### What is required
From the entries below, reproduce exactly the line containing "use std::borrow::Cow;", the line containing "pub const OFFLINE_NO_CACHE: &str", and every line in between, with nothing added.

- Opening Delimiter -

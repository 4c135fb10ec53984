//! Error taxonomy for remote calls.
//!
//! The wire cannot carry language-level exceptions, so a handler signals
//! failure by *returning* an object with an `error` key. [`RemoteError`]
//! is the client-side view of that object. Everything else in this module
//! describes failures that happen on our side of the wire.

use std::borrow::Cow;

use serde::Serialize;
use serde_json::{json, Value};

/// Message the WebSocket layer reports when the server is unreachable.
pub const WEBSOCKET_ERROR_MESSAGE: &str = "websocket error";

/// Error identity substituted for [`WEBSOCKET_ERROR_MESSAGE`].
pub const OFFLINE_NO_CACHE: &str = "offline_no_cache";

/// Structured error returned by a server handler.
///
/// Wraps the acknowledged object exactly as the handler returned it, extra
/// keys included. Accessors read the well-known fields of both wire shapes:
/// the scoped `{error, message, selector}` form and the shorter
/// `{error, errorDetails}` form.
#[derive(Debug, Clone, PartialEq, Eq, Serialize)]
#[serde(transparent)]
pub struct RemoteError {
    payload: Value,
}

impl RemoteError {
    /// Build a scoped error (`{error, message, selector}`).
    pub fn scoped(
        error: impl Into<String>,
        message: impl Into<String>,
        selector: impl Into<String>,
    ) -> Self {
        Self {
            payload: json!({
                "error": error.into(),
                "message": message.into(),
                "selector": selector.into(),
            }),
        }
    }

    /// Detect the structural error marker in an acknowledgment payload.
    ///
    /// Any JSON object carrying an `error` key is an error.
    pub fn from_payload(payload: &Value) -> Option<Self> {
        payload.as_object()?.get("error")?;
        Some(Self {
            payload: payload.clone(),
        })
    }

    /// Error discriminant. Non-string discriminants are rendered as JSON.
    pub fn error(&self) -> Cow<'_, str> {
        match self.get("error") {
            Some(Value::String(error)) => Cow::Borrowed(error),
            Some(other) => Cow::Owned(other.to_string()),
            None => Cow::Borrowed(""),
        }
    }

    /// Human-readable message, when it is a string.
    pub fn message(&self) -> Option<&str> {
        self.get("message").and_then(Value::as_str)
    }

    /// UI selector the error refers to.
    pub fn selector(&self) -> Option<&str> {
        self.get("selector").and_then(Value::as_str)
    }

    /// Free-form details of the short form.
    pub fn error_details(&self) -> Option<&str> {
        self.get("errorDetails").and_then(Value::as_str)
    }

    /// Any field of the acknowledged object.
    pub fn get(&self, key: &str) -> Option<&Value> {
        self.payload.get(key)
    }

    /// The acknowledged object, unchanged.
    pub fn payload(&self) -> &Value {
        &self.payload
    }

    /// Owned copy of the acknowledged object.
    pub fn to_value(&self) -> Value {
        self.payload.clone()
    }

    /// Unwrap into the acknowledged object.
    pub fn into_value(self) -> Value {
        self.payload
    }
}

impl std::fmt::Display for RemoteError {
    fn fmt(&self, f: &mut std::fmt::Formatter<'_>) -> std::fmt::Result {
        let detail = self
            .get("message")
            .or_else(|| self.get("errorDetails"))
            .filter(|detail| !detail.is_null());
        match detail {
            Some(Value::String(detail)) => write!(f, "{}: {}", self.error(), detail),
            Some(detail) => write!(f, "{}: {}", self.error(), detail),
            None => write!(f, "{}", self.error()),
        }
    }
}

impl std::error::Error for RemoteError {}

/// What went wrong while connecting.
#[derive(Debug, Clone, PartialEq, Eq)]
pub enum ConnectionErrorKind {
    /// No network, and nothing in the cache could answer.
    OfflineNoCache,
    /// Any other connect failure, with the transport's message.
    Other(String),
}

/// A connect failure reported for a namespace.
#[derive(Debug, Clone, PartialEq, Eq)]
pub struct ConnectionError {
    /// Failure identity.
    pub kind: ConnectionErrorKind,
    /// Namespace whose connection failed.
    pub namespace: String,
    /// Event being called when the failure surfaced, if any.
    pub event: Option<String>,
}

impl ConnectionError {
    /// Derive the semantic error from a transport message.
    ///
    /// A generic `websocket error` becomes [`ConnectionErrorKind::OfflineNoCache`].
    pub fn from_transport(message: &str, namespace: &str, event: Option<&str>) -> Self {
        let kind = if message == WEBSOCKET_ERROR_MESSAGE {
            ConnectionErrorKind::OfflineNoCache
        } else {
            ConnectionErrorKind::Other(message.to_string())
        };
        Self {
            kind,
            namespace: namespace.to_string(),
            event: event.map(str::to_owned),
        }
    }

    /// Error name (`offline_no_cache` or the transport message).
    pub fn name(&self) -> &str {
        match &self.kind {
            ConnectionErrorKind::OfflineNoCache => OFFLINE_NO_CACHE,
            ConnectionErrorKind::Other(msg) => msg,
        }
    }

    /// True for the offline-and-uncached identity.
    pub fn is_offline_no_cache(&self) -> bool {
        self.kind == ConnectionErrorKind::OfflineNoCache
    }
}

impl std::fmt::Display for ConnectionError {
    fn fmt(&self, f: &mut std::fmt::Formatter<'_>) -> std::fmt::Result {
        match &self.event {
            Some(event) => write!(f, "{}/{}: connect_error: {}", self.namespace, event, self.name()),
            None => write!(f, "{}: connect_error: {}", self.namespace, self.name()),
        }
    }
}

impl std::error::Error for ConnectionError {}

/// Errors raised by a transport implementation.
#[derive(Debug, Clone, PartialEq, Eq)]
pub enum TransportError {
    /// Connection could not be established.
    ConnectFailed(String),
    /// Connection dropped while a call was awaiting its acknowledgment.
    Disconnected,
    /// The connection was closed locally.
    Closed,
    /// A frame could not be encoded or decoded.
    Codec(String),
}

impl std::fmt::Display for TransportError {
    fn fmt(&self, f: &mut std::fmt::Formatter<'_>) -> std::fmt::Result {
        match self {
            Self::ConnectFailed(msg) => write!(f, "Connection failed: {msg}"),
            Self::Disconnected => write!(f, "Disconnected before acknowledgment"),
            Self::Closed => write!(f, "Connection closed"),
            Self::Codec(msg) => write!(f, "Frame codec error: {msg}"),
        }
    }
}

impl std::error::Error for TransportError {}

/// Errors raised by a cache backing store.
#[derive(Debug)]
pub enum CacheStoreError {
    /// Reading or writing the backing file failed.
    Io(std::io::Error),
    /// The stored data could not be (de)serialized.
    Serialization(String),
}

impl std::fmt::Display for CacheStoreError {
    fn fmt(&self, f: &mut std::fmt::Formatter<'_>) -> std::fmt::Result {
        match self {
            Self::Io(e) => write!(f, "Cache store I/O error: {e}"),
            Self::Serialization(msg) => write!(f, "Cache store serialization error: {msg}"),
        }
    }
}

impl std::error::Error for CacheStoreError {
    fn source(&self) -> Option<&(dyn std::error::Error + 'static)> {
        match self {
            Self::Io(e) => Some(e),
            Self::Serialization(_) => None,
        }
    }
}

impl From<std::io::Error> for CacheStoreError {
    fn from(e: std::io::Error) -> Self {
        Self::Io(e)
    }
}

impl From<serde_json::Error> for CacheStoreError {
    fn from(e: serde_json::Error) -> Self {
        Self::Serialization(e.to_string())
    }
}

/// Failure of a single remote call.
#[derive(Debug, Clone, PartialEq)]
pub enum CallError {
    /// The handler answered with a structural error.
    Remote(RemoteError),
    /// The namespace connection failed.
    Connection(ConnectionError),
    /// The transport failed while the call was in flight.
    Transport(TransportError),
    /// The event is not part of the namespace's declared schema.
    UnknownEvent(String),
    /// A successful result did not match the requested type.
    Decode(String),
}

impl CallError {
    /// The remote error, if this failure came from the server.
    pub fn as_remote(&self) -> Option<&RemoteError> {
        match self {
            Self::Remote(e) => Some(e),
            _ => None,
        }
    }
}

impl std::fmt::Display for CallError {
    fn fmt(&self, f: &mut std::fmt::Formatter<'_>) -> std::fmt::Result {
        match self {
            Self::Remote(e) => write!(f, "Remote error: {e}"),
            Self::Connection(e) => write!(f, "{e}"),
            Self::Transport(e) => write!(f, "Transport error: {e}"),
            Self::UnknownEvent(event) => write!(f, "Unknown event: {event}"),
            Self::Decode(msg) => write!(f, "Failed to decode result: {msg}"),
        }
    }
}

impl std::error::Error for CallError {
    fn source(&self) -> Option<&(dyn std::error::Error + 'static)> {
        match self {
            Self::Remote(e) => Some(e),
            Self::Connection(e) => Some(e),
            Self::Transport(e) => Some(e),
            Self::UnknownEvent(_) | Self::Decode(_) => None,
        }
    }
}

impl From<RemoteError> for CallError {
    fn from(e: RemoteError) -> Self {
        Self::Remote(e)
    }
}

impl From<TransportError> for CallError {
    fn from(e: TransportError) -> Self {
        Self::Transport(e)
    }
}
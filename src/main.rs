//! socket-call CLI - serve the demo namespace or talk to a socket-call server.
//!
//! This is the main binary entry point. See the `socket_call` library for
//! the core functionality.
//!
//! Rust guideline compliant 2026-02

use std::sync::Arc;
use std::time::Duration;

use anyhow::{Context, Result};
use clap::{Parser, Subcommand};
use mimalloc::MiMalloc;
use serde_json::Value;
use socket_call::demo::{self, UserDemoTiming};
use socket_call::error::WEBSOCKET_ERROR_MESSAGE;
use socket_call::plugin::cache::CacheStorage;
use socket_call::{
    CacheOptions, CachePlugin, CallError, CallOptions, Config, ConnectionError, FileStorage,
    MemoryStorage, NamespaceOptions, SocketClient, StaticSession, Ttl,
};

/// Global allocator configured per M-MIMALLOC-APPS guideline.
/// mimalloc provides better multi-threaded performance than the system allocator.
#[global_allocator]
static GLOBAL: MiMalloc = MiMalloc;

/// Extra time allowed for the first connect outcome beyond the handshake timeout.
const CONNECT_SETTLE_GRACE: Duration = Duration::from_millis(500);

// CLI
#[derive(Parser)]
#[command(name = "socket-call")]
#[command(version)]
#[command(about = "Typed remote calls over namespaced WebSocket connections")]
struct Cli {
    #[command(subcommand)]
    command: Commands,
}

#[derive(Subcommand)]
enum Commands {
    /// Serve the demo /user namespace over WebSocket
    Serve {
        /// Address to listen on
        #[arg(long, default_value = "127.0.0.1:3000")]
        bind: String,
    },
    /// Call a remote event and print its result as JSON
    Call {
        /// Namespace name (e.g. /user)
        namespace: String,
        /// Event name
        event: String,
        /// Arguments, each parsed as JSON (bare words become strings)
        args: Vec<String>,
        /// Bypass the response cache
        #[arg(long)]
        no_cache: bool,
        /// Session token sent during the handshake
        #[arg(long)]
        token: Option<String>,
    },
    /// Print server-pushed events until Ctrl-C
    Listen {
        /// Namespace name (e.g. /user)
        namespace: String,
        /// Event names to subscribe to
        #[arg(required = true)]
        events: Vec<String>,
    },
    /// Show the effective configuration
    Config,
}

#[tokio::main]
async fn main() -> Result<()> {
    env_logger::Builder::from_env(env_logger::Env::default().default_filter_or("info"))
        .format_timestamp_secs()
        .init();

    let cli = Cli::parse();
    let config = Config::load()?;

    match cli.command {
        Commands::Serve { bind } => serve(&bind).await?,
        Commands::Call {
            namespace,
            event,
            args,
            no_cache,
            token,
        } => {
            let code = call(&config, &namespace, &event, &args, no_cache, token).await?;
            std::process::exit(code);
        }
        Commands::Listen { namespace, events } => listen(&config, &namespace, &events).await?,
        Commands::Config => println!("{}", serde_json::to_string_pretty(&config)?),
    }

    Ok(())
}

async fn serve(bind: &str) -> Result<()> {
    let listener = tokio::net::TcpListener::bind(bind)
        .await
        .with_context(|| format!("Failed to bind {}", bind))?;
    let server = Arc::new(demo::server(UserDemoTiming::default()));
    println!("Server listening on {}", listener.local_addr()?);
    socket_call::server::ws::serve(listener, server).await;
    Ok(())
}

fn client(config: &Config) -> SocketClient {
    SocketClient::new(config.server_url.clone()).connect_options(config.connect_options())
}

fn cache_storage(config: &Config) -> Result<Arc<dyn CacheStorage>> {
    Ok(match &config.cache_path {
        Some(path) => Arc::new(
            FileStorage::open(path)
                .with_context(|| format!("Failed to open cache {}", path.display()))?,
        ),
        None => Arc::new(MemoryStorage::new()),
    })
}

/// Parse a CLI argument as JSON, falling back to a plain string.
fn parse_arg(raw: &str) -> Value {
    serde_json::from_str(raw).unwrap_or_else(|_| Value::String(raw.to_string()))
}

/// Perform one call. Returns the process exit code.
async fn call(
    config: &Config,
    namespace: &str,
    event: &str,
    args: &[String],
    no_cache: bool,
    token: Option<String>,
) -> Result<i32> {
    let cache = CachePlugin::new(
        CacheOptions::new(cache_storage(config)?).ttl(Ttl::Fixed(config.cache_ttl())),
    );
    let options = NamespaceOptions::new()
        .plugin(cache)
        .session(StaticSession::new(token.or_else(|| config.token.clone())));

    let client = client(config);
    let namespace = client.add_namespace(namespace, options);
    let args = args.iter().map(|raw| parse_arg(raw)).collect();

    // Wait for the first connect outcome so offline calls go to the cache.
    namespace.connect();
    let mut offline = namespace.offline_state();
    let settle = Duration::from_millis(config.timeout_ms) + CONNECT_SETTLE_GRACE;
    if tokio::time::timeout(settle, offline.wait_for(Option::is_some))
        .await
        .is_err()
    {
        log::debug!("No connect outcome for {} yet", namespace.name());
    }

    let pending = namespace.call_with(event, args, CallOptions { disable_cache: no_cache });
    let result = if namespace.is_offline() == Some(true) {
        // Offline emissions queue until reconnect; only the cache can answer now.
        tokio::time::timeout(Duration::from_millis(config.timeout_ms), pending)
            .await
            .unwrap_or_else(|_| {
                Err(CallError::Connection(ConnectionError::from_transport(
                    WEBSOCKET_ERROR_MESSAGE,
                    namespace.name(),
                    Some(event),
                )))
            })
    } else {
        pending.await
    };

    match result {
        Ok(result) => {
            println!("{}", serde_json::to_string_pretty(&result)?);
            Ok(0)
        }
        Err(CallError::Remote(error)) => {
            println!("{}", serde_json::to_string_pretty(&error.to_value())?);
            Ok(1)
        }
        Err(e) => {
            eprintln!("{}", e);
            Ok(2)
        }
    }
}

async fn listen(config: &Config, namespace: &str, events: &[String]) -> Result<()> {
    let client = client(config);
    let namespace = client.add_namespace(
        namespace,
        NamespaceOptions::new().session(StaticSession::new(config.token.clone())),
    );

    for event in events {
        let name = event.clone();
        namespace.subscribe(event, move |args| {
            println!("{} {}", name, Value::Array(args));
        })?;
    }
    namespace.connect();

    tokio::signal::ctrl_c().await?;
    println!("Shutting down...");
    namespace.disconnect();
    Ok(())
}
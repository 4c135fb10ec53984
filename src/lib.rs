//! socket-call - typed remote calls over namespaced event connections.
//!
//! A client calls named server handlers as if they were local async
//! functions; every call is an event with an acknowledgment, and the
//! acknowledged value is the result. Calls pass through a plugin pipeline,
//! one of whose plugins is a TTL response cache that keeps answering while
//! offline and supports a two-phase hydration run at startup.
//!
//! # Architecture
//!
//! - **Client** - `SocketClient` and per-namespace `Namespace` proxies
//! - **Plugins** - ordered `before_emit` / `after_emit` hook pipeline
//! - **Cache** - TTL cache plugin, backing stores, hydration state machine
//! - **Transport** - connection contract with WebSocket and in-process adapters
//! - **Server** - namespace dispatcher with middlewares and push services
//!
//! # Modules
//!
//! - [`client`] - Namespace proxy and connection management
//! - [`plugin`] - Hook pipeline and the cache plugin
//! - [`transport`] - Transport contract and adapters
//! - [`server`] - Server-side dispatcher
//! - [`config`] - Configuration loading/saving

pub mod client;
pub mod config;
pub mod demo;
pub mod error;
pub mod plugin;
pub mod server;
pub mod signature;
pub mod transport;
pub mod ws;

// Re-export commonly used types
pub use client::{
    CallOptions, EventSchema, Namespace, NamespaceOptions, OngoingCalls, RemoteMethod,
    SessionProvider, SocketClient, StaticSession,
};
pub use config::Config;
pub use error::{CallError, ConnectionError, RemoteError, TransportError};
pub use plugin::cache::{
    CacheOptions, CachePlugin, FileStorage, HydrationMode, HydrationState, Hydrator,
    MemoryStorage, Ttl,
};
pub use plugin::{BeforeEmit, CallContext, Plugin};
pub use server::{Handlers, NamespaceServer, Server, Services};
pub use signature::CallSignature;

- Closing Delimiter -

### Reply
use std::borrow::Cow;

use serde::Serialize;
use serde_json::{json, Value};

/// Message the WebSocket layer reports when the server is unreachable.
pub const WEBSOCKET_ERROR_MESSAGE: &str = "websocket error";

/// Error identity substituted for [`WEBSOCKET_ERROR_MESSAGE`].
pub const OFFLINE_NO_CACHE: &str = "offline_no_cache";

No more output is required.